**Task directions**
After finding the line with "shapes, no motion." in the entries below, retype exactly each line from there through the line with "file on disk.", including that final line.

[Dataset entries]
________________

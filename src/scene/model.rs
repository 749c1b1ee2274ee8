use std::fs::File;
use std::io::BufReader;
use std::path::Path;

use crate::{
    color::space::Color,
    foundation::core::Canvas,
    foundation::error::{BlobscapeError, BlobscapeResult},
    geometry::blob::MIN_COMPLEXITY,
};

#[derive(Clone, Debug, PartialEq, serde::Serialize, serde::Deserialize)]
/// Full declarative description of one generated background.
///
/// A scene config is:
/// - produced by a recipe (see [`crate::RecipeRegistry`]) or loaded from JSON / a preset
/// - consumed once by [`crate::compile_scene`], which never mutates it
///
/// Only `width`/`height` are required in JSON; every other field falls back to its default.
pub struct SceneConfig {
    /// Canvas width in pixels.
    pub width: u32,
    /// Canvas height in pixels.
    pub height: u32,
    /// Background fill.
    #[serde(default)]
    pub base_color: BaseColor,
    /// Grain overlay strength, `0..=100`.
    #[serde(default)]
    pub noise_amount: f64,
    /// Grain feature size; larger means coarser grain. Must be `> 0`.
    #[serde(default = "default_noise_scale")]
    pub noise_scale: f64,
    /// Shapes in paint order (later shapes draw on top).
    #[serde(default)]
    pub shapes: Vec<Shape>,
    /// Motion intensities, mapped to concrete timing by the compiler.
    #[serde(default)]
    pub animation: AnimationIntent,
}

fn default_noise_scale() -> f64 {
    1.0
}

#[derive(Clone, Debug, PartialEq, serde::Serialize, serde::Deserialize)]
#[serde(untagged)]
/// Background fill: a flat color or a two-stop gradient.
pub enum BaseColor {
    /// Flat fill, written as a color string.
    Solid(Color),
    /// Two-stop gradient, written as an object.
    Gradient(Gradient),
}

impl Default for BaseColor {
    fn default() -> Self {
        Self::Solid(Color::default())
    }
}

impl BaseColor {
    /// Whether the fill reads as dark (mean lightness of its stops below 50%).
    pub fn is_dark(&self) -> bool {
        match self {
            Self::Solid(c) => c.is_dark(),
            Self::Gradient(g) => (g.color1.to_hsl().l + g.color2.to_hsl().l) / 2.0 < 50.0,
        }
    }

    /// Representative color (the solid fill or the first gradient stop).
    pub fn primary(&self) -> Color {
        match self {
            Self::Solid(c) => *c,
            Self::Gradient(g) => g.color1,
        }
    }

    fn normalized(&self) -> Self {
        match self {
            Self::Solid(c) => Self::Solid(c.normalized()),
            Self::Gradient(g) => Self::Gradient(Gradient {
                kind: g.kind.clone(),
                color1: g.color1.normalized(),
                color2: g.color2.normalized(),
                angle_degrees: g.angle_degrees,
            }),
        }
    }
}

#[derive(Clone, Debug, PartialEq, serde::Serialize, serde::Deserialize)]
/// Two-stop gradient descriptor.
pub struct Gradient {
    /// Gradient geometry.
    pub kind: GradientKind,
    /// Start stop.
    pub color1: Color,
    /// End stop.
    pub color2: Color,
    /// Direction for linear gradients (0 = left to right, clockwise).
    #[serde(default, skip_serializing_if = "Option::is_none")]
    pub angle_degrees: Option<f64>,
}

#[derive(Clone, Debug, PartialEq, Eq, serde::Serialize, serde::Deserialize)]
#[serde(from = "String", into = "String")]
/// Gradient geometry. Unknown names are kept verbatim and passed through to the output.
pub enum GradientKind {
    /// `linear`.
    Linear,
    /// `radial`.
    Radial,
    /// Anything else.
    Other(String),
}

impl GradientKind {
    /// Name as written in scene JSON.
    pub fn as_str(&self) -> &str {
        match self {
            Self::Linear => "linear",
            Self::Radial => "radial",
            Self::Other(s) => s,
        }
    }
}

impl From<String> for GradientKind {
    fn from(s: String) -> Self {
        match s.as_str() {
            "linear" => Self::Linear,
            "radial" => Self::Radial,
            _ => Self::Other(s),
        }
    }
}

impl From<GradientKind> for String {
    fn from(k: GradientKind) -> Self {
        k.as_str().to_owned()
    }
}

#[derive(Clone, Debug, PartialEq, serde::Serialize, serde::Deserialize)]
/// One visual element of a scene.
pub struct Shape {
    /// Identifier, unique within a scene. Blob geometry is seeded from it.
    pub id: String,
    /// Geometry variant.
    #[serde(flatten)]
    pub kind: ShapeKind,
    /// Horizontal anchor in percent of canvas width.
    pub x: f64,
    /// Vertical anchor in percent of canvas height.
    pub y: f64,
    /// Size in percent of the canvas's shorter side.
    pub size_percent: f64,
    /// Fill color (solid only).
    pub color: Color,
    /// Fill opacity, `0..=1`.
    #[serde(default = "default_opacity")]
    pub opacity: f64,
    /// Gaussian blur standard deviation in pixels; `0` disables the blur filter.
    #[serde(default)]
    pub blur_radius: f64,
    /// Compositing mode against what is painted below.
    #[serde(default)]
    pub blend_mode: BlendMode,
}

fn default_opacity() -> f64 {
    1.0
}

#[derive(Clone, Copy, Debug, PartialEq, Eq, serde::Serialize, serde::Deserialize)]
#[serde(tag = "kind", rename_all = "snake_case")]
/// Shape geometry. Only blobs carry a vertex count.
pub enum ShapeKind {
    /// Organic closed curve with `complexity` vertices (`>= 3`).
    Blob {
        /// Vertex count.
        complexity: u32,
    },
    /// Plain circle.
    Circle,
}

impl Shape {
    /// Blob shape with default opacity, no blur and normal blending.
    pub fn blob(
        id: impl Into<String>,
        complexity: u32,
        x: f64,
        y: f64,
        size_percent: f64,
        color: Color,
    ) -> Self {
        Self::new(id, ShapeKind::Blob { complexity }, x, y, size_percent, color)
    }

    /// Circle shape with default opacity, no blur and normal blending.
    pub fn circle(id: impl Into<String>, x: f64, y: f64, size_percent: f64, color: Color) -> Self {
        Self::new(id, ShapeKind::Circle, x, y, size_percent, color)
    }

    fn new(
        id: impl Into<String>,
        kind: ShapeKind,
        x: f64,
        y: f64,
        size_percent: f64,
        color: Color,
    ) -> Self {
        Self {
            id: id.into(),
            kind,
            x,
            y,
            size_percent,
            color,
            opacity: 1.0,
            blur_radius: 0.0,
            blend_mode: BlendMode::Normal,
        }
    }

    /// Set opacity.
    pub fn with_opacity(mut self, opacity: f64) -> Self {
        self.opacity = opacity;
        self
    }

    /// Set blur radius.
    pub fn with_blur(mut self, blur_radius: f64) -> Self {
        self.blur_radius = blur_radius;
        self
    }

    /// Set blend mode.
    pub fn with_blend(mut self, blend_mode: BlendMode) -> Self {
        self.blend_mode = blend_mode;
        self
    }
}

#[derive(Clone, Debug, Default, PartialEq, Eq, Hash, serde::Serialize, serde::Deserialize)]
#[serde(from = "String", into = "String")]
/// CSS compositing mode. Unknown names are kept verbatim and passed through to the output.
pub enum BlendMode {
    /// `normal`.
    #[default]
    Normal,
    /// `multiply`.
    Multiply,
    /// `screen`.
    Screen,
    /// `overlay`.
    Overlay,
    /// `darken`.
    Darken,
    /// `lighten`.
    Lighten,
    /// `color-dodge`.
    ColorDodge,
    /// `color-burn`.
    ColorBurn,
    /// `hard-light`.
    HardLight,
    /// `soft-light`.
    SoftLight,
    /// `difference`.
    Difference,
    /// `exclusion`.
    Exclusion,
    /// `hue`.
    Hue,
    /// `saturation`.
    Saturation,
    /// `color`.
    Color,
    /// `luminosity`.
    Luminosity,
    /// `plus-lighter`.
    PlusLighter,
    /// Anything else.
    Other(String),
}

impl BlendMode {
    /// CSS name.
    pub fn as_str(&self) -> &str {
        match self {
            Self::Normal => "normal",
            Self::Multiply => "multiply",
            Self::Screen => "screen",
            Self::Overlay => "overlay",
            Self::Darken => "darken",
            Self::Lighten => "lighten",
            Self::ColorDodge => "color-dodge",
            Self::ColorBurn => "color-burn",
            Self::HardLight => "hard-light",
            Self::SoftLight => "soft-light",
            Self::Difference => "difference",
            Self::Exclusion => "exclusion",
            Self::Hue => "hue",
            Self::Saturation => "saturation",
            Self::Color => "color",
            Self::Luminosity => "luminosity",
            Self::PlusLighter => "plus-lighter",
            Self::Other(s) => s,
        }
    }
}

impl From<String> for BlendMode {
    fn from(s: String) -> Self {
        match s.as_str() {
            "normal" => Self::Normal,
            "multiply" => Self::Multiply,
            "screen" => Self::Screen,
            "overlay" => Self::Overlay,
            "darken" => Self::Darken,
            "lighten" => Self::Lighten,
            "color-dodge" => Self::ColorDodge,
            "color-burn" => Self::ColorBurn,
            "hard-light" => Self::HardLight,
            "soft-light" => Self::SoftLight,
            "difference" => Self::Difference,
            "exclusion" => Self::Exclusion,
            "hue" => Self::Hue,
            "saturation" => Self::Saturation,
            "color" => Self::Color,
            "luminosity" => Self::Luminosity,
            "plus-lighter" => Self::PlusLighter,
            _ => Self::Other(s),
        }
    }
}

impl From<BlendMode> for String {
    fn from(m: BlendMode) -> Self {
        m.as_str().to_owned()
    }
}

#[derive(Clone, Copy, Debug, Default, PartialEq, serde::Serialize, serde::Deserialize)]
#[serde(default)]
/// Caller-specified motion intensities. Missing fields are zero / disabled.
pub struct AnimationIntent {
    /// Master switch for per-shape motion.
    pub enabled: bool,
    /// Global tempo multiplier.
    pub speed: f64,
    /// Drift distance.
    pub flow: f64,
    /// Breathing (scale) amount.
    pub pulse: f64,
    /// Rotation sway amount.
    pub rotate: f64,
    /// Grain shimmer rate; `0` keeps the grain static.
    pub noise_anim: f64,
    /// Cycle each shape's hue through two 120° shifted variants.
    pub color_cycle: bool,
    /// Tempo multiplier for the hue cycle.
    pub color_cycle_speed: f64,
}

impl SceneConfig {
    /// Empty scene: black background, no grain, no shapes, no motion.
    pub fn new(width: u32, height: u32) -> Self {
        Self {
            width,
            height,
            base_color: BaseColor::default(),
            noise_amount: 0.0,
            noise_scale: default_noise_scale(),
            shapes: Vec::new(),
            animation: AnimationIntent::default(),
        }
    }

    /// Parse a scene config from a JSON reader.
    pub fn from_reader<R: std::io::Read>(r: R) -> BlobscapeResult<Self> {
        serde_json::from_reader(r)
            .map_err(|e| BlobscapeError::serde(format!("parse scene config JSON: {e}")))
    }

    /// Parse a scene config from a JSON file on disk.
    pub fn from_path(path: impl AsRef<Path>) -> BlobscapeResult<Self> {
        let path = path.as_ref();
        let f = File::open(path).map_err(|e| {
            BlobscapeError::validation(format!("open scene config '{}': {e}", path.display()))
        })?;
        Self::from_reader(BufReader::new(f))
    }

    /// Pretty-printed JSON.
    pub fn to_json_pretty(&self) -> BlobscapeResult<String> {
        serde_json::to_string_pretty(self)
            .map_err(|e| BlobscapeError::serde(format!("serialize scene config: {e}")))
    }

    /// Canvas dimensions.
    pub fn canvas(&self) -> BlobscapeResult<Canvas> {
        Canvas::new(self.width, self.height)
    }

    /// Check the invariants that make a scene uncompilable.
    ///
    /// Shape placement must be finite. Everything else (color notation, ranges of
    /// opacity/noise, unknown blend modes) is normalized or passed through downstream.
    pub fn validate(&self) -> BlobscapeResult<()> {
        self.canvas()?;
        for shape in &self.shapes {
            if let ShapeKind::Blob { complexity } = shape.kind
                && complexity < MIN_COMPLEXITY
            {
                return Err(BlobscapeError::validation(format!(
                    "shape '{}' has complexity {complexity} (must be >= {MIN_COMPLEXITY})",
                    shape.id
                )));
            }
            let placement = [
                ("x", shape.x),
                ("y", shape.y),
                ("size_percent", shape.size_percent),
            ];
            for (field, v) in placement {
                if !v.is_finite() {
                    return Err(BlobscapeError::validation(format!(
                        "shape '{}' has non-finite {field} ({v})",
                        shape.id
                    )));
                }
            }
        }
        Ok(())
    }

    /// Copy with every color re-tagged into canonical HSL form.
    pub fn normalized(&self) -> Self {
        let mut out = self.clone();
        out.base_color = self.base_color.normalized();
        for shape in &mut out.shapes {
            shape.color = shape.color.normalized();
        }
        out
    }
}

#[cfg(test)]
#[path = "../../tests/unit/scene/model.rs"]
mod tests;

________________

**Expected answer**
    /// Empty scene: black background, no grain, no shapes, no motion.
    pub fn new(width: u32, height: u32) -> Self {
        Self {
            width,
            height,
            base_color: BaseColor::default(),
            noise_amount: 0.0,
            noise_scale: default_noise_scale(),
            shapes: Vec::new(),
            animation: AnimationIntent::default(),
        }
    }

    /// Parse a scene config from a JSON reader.
    pub fn from_reader<R: std::io::Read>(r: R) -> BlobscapeResult<Self> {
        serde_json::from_reader(r)
            .map_err(|e| BlobscapeError::serde(format!("parse scene config JSON: {e}")))
    }

    /// Parse a scene config from a JSON file on disk.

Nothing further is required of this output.